A letter in the Basel papyrus collection describes day-to-day family matters, and yet is unique in its own way: It provides valuable insights into the world of the first Christians in the Roman Empire, which is not recorded in any other historical source. The letter has been dated to the 230s AD, and is thus older than all previously known Christian documentary evidence from Roman Egypt.
The earliest Christians in the Roman Empire are usually portrayed as eccentrics who withdrew from the world and were threatened with persecution. This is countered by the contents of the Basel papyrus letter P.Bas. 2.43. The letter contains indications that in the early third century, Christians were living outside the cities in the Egyptian hinterland, where they held political leadership positions and blended with their pagan environment in their everyday lives.
A family with Christian beliefs
The papyrus P.Bas. 2.43 has been in the possession of the University of Basel for over 100 years. It is a letter from a man named Arrianus to his brother Paulus. The document stands out from the mass of preserved letters of Greco-Roman Egypt by its concluding greeting formula: After reporting on day-to-day family matters and asking for the best fish sauce as a souvenir, the letter writer uses the last line to express his wish that his brother will prosper “in the Lord.” The author uses the abbreviated form of the Christian phrase “I pray that you fare well ‘in the Lord’.”
“The use of this abbreviation—known as a nomen sacrum in this context—leaves no doubt about the Christian beliefs of the letter writer,” says Sabine Huebner, professor of ancient history at the University of Basel. “It is an exclusively Christian formula that we are familiar with from New Testament manuscripts.”
The name of the brother is also revealing, Prof.

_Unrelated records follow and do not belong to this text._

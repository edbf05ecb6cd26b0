//! Key provider abstraction for the external key-protection seam.
//!
//! Key creation and rotation are deliberately outside this trait: the engine
//! only consumes key material, it never manages its lifecycle.

use crate::error::KeyProviderError;
use secrecy::SecretVec;

/// Provides key-protection operations for encryption and shadow indexing.
///
/// Implementations must be thread-safe (`Send + Sync`); a single provider is
/// shared by every commit in flight via `Arc<dyn KeyProvider>`.
pub trait KeyProvider: Send + Sync {
    /// Returns the identifier of the current (active) KEK.
    ///
    /// # Errors
    ///
    /// Returns `KeyProviderError::NoActiveKek` if no KEK is configured.
    fn current_kek_id(&self) -> Result<String, KeyProviderError>;

    /// Wraps (encrypts) a Data Encryption Key (DEK) with the specified KEK.
    ///
    /// # Arguments
    ///
    /// * `kek_id` - Identifier of the KEK to use for wrapping
    /// * `dek` - The plaintext DEK to wrap (typically 32 bytes)
    ///
    /// # Errors
    ///
    /// Returns `KeyProviderError::WrapFailed` if wrapping fails.
    fn wrap_dek(&self, kek_id: &str, dek: &[u8]) -> Result<Vec<u8>, KeyProviderError>;

    /// Unwraps (decrypts) a Data Encryption Key (DEK) using the specified KEK.
    ///
    /// # Returns
    ///
    /// Returns the plaintext DEK in a `SecretVec` for memory safety.
    ///
    /// # Errors
    ///
    /// Returns `KeyProviderError::UnwrapFailed` if unwrapping fails, or
    /// `KeyProviderError::KekNotFound` if the ciphertext names a KEK this
    /// provider does not hold.
    fn unwrap_dek(
        &self,
        kek_id: &str,
        wrapped_dek: &[u8],
    ) -> Result<SecretVec<u8>, KeyProviderError>;

    /// Returns the pepper value keying the shadow-index digest.
    ///
    /// # Returns
    ///
    /// Returns `None` if the provider has no hashing secret configured;
    /// encryption still works, but every digest path fails fast.
    ///
    /// # Errors
    ///
    /// Returns `KeyProviderError::PepperUnavailable` if pepper retrieval fails.
    fn get_pepper(&self) -> Result<Option<SecretVec<u8>>, KeyProviderError> {
        Ok(None)
    }
}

Huebner says: “Paulus was an extremely rare name at that time, and we may deduce that the parents mentioned in the letter were Christians and had named their son after the apostle as early as 200 AD.”
Determining date and origin
By means of extensive prosopographical research, Huebner was able to trace the papyrus to the 230s AD. This makes the letter at least 40 to 50 years older than all other known Christian documentary letters worldwide. It also provides important details on the social background of this early Christian family: Arrianus and his brother Paulus were young, educated sons of the local elite, landowners and public officials.
The location of the papyrus was also successfully reconstructed: It comes from the village of Theadelphia in central Egypt and belongs to the famous Heroninus archive, the largest papyrus archive from Roman times.
The papyrus letter is at the heart of Huebner’s new monograph, Papyri and the Social World of the New Testament. Her book is aimed at a broad audience and shows that the papyri of Greco-Roman Egypt can help to illustrate the social, political and economic life of the early Christians. Furthermore, this year, all Basel papyri will appear in a first edition in the supplements of the Archiv für Papyrusforschung. The digital publication appeared in June 2019 on the international database Papyri.info.
The Basel Papyrus Collection
In 1900, the University of Basel was one of the first German-speaking universities and the first in German-speaking Switzerland to procure a papyrus collection. At that time, papyrology was booming—people hoped to discover more about the development of early Christendom and to rediscover works of ancient authors believed to be lost. The Voluntary Museum Association of Basel provided CHF 500 to purchase the papyri, an amount equivalent to around CHF 5,000 today.
The Basel collection contains 65 documents in five languages from the Ptolemaic and Roman periods and late antiquity. Most of the collection is made up of documentary papyri, which are primarily of social, cultural and religious historical interest as they record the daily life of ordinary people 2,000 years ago. Most of the Basel papyri have not been published and remained largely ignored by research until now. The three-year editorial project led by Prof. Huebner was funded by the Swiss National Science Foundation and carried out in collaboration with the Digital Humanities Lab of the University of Basel.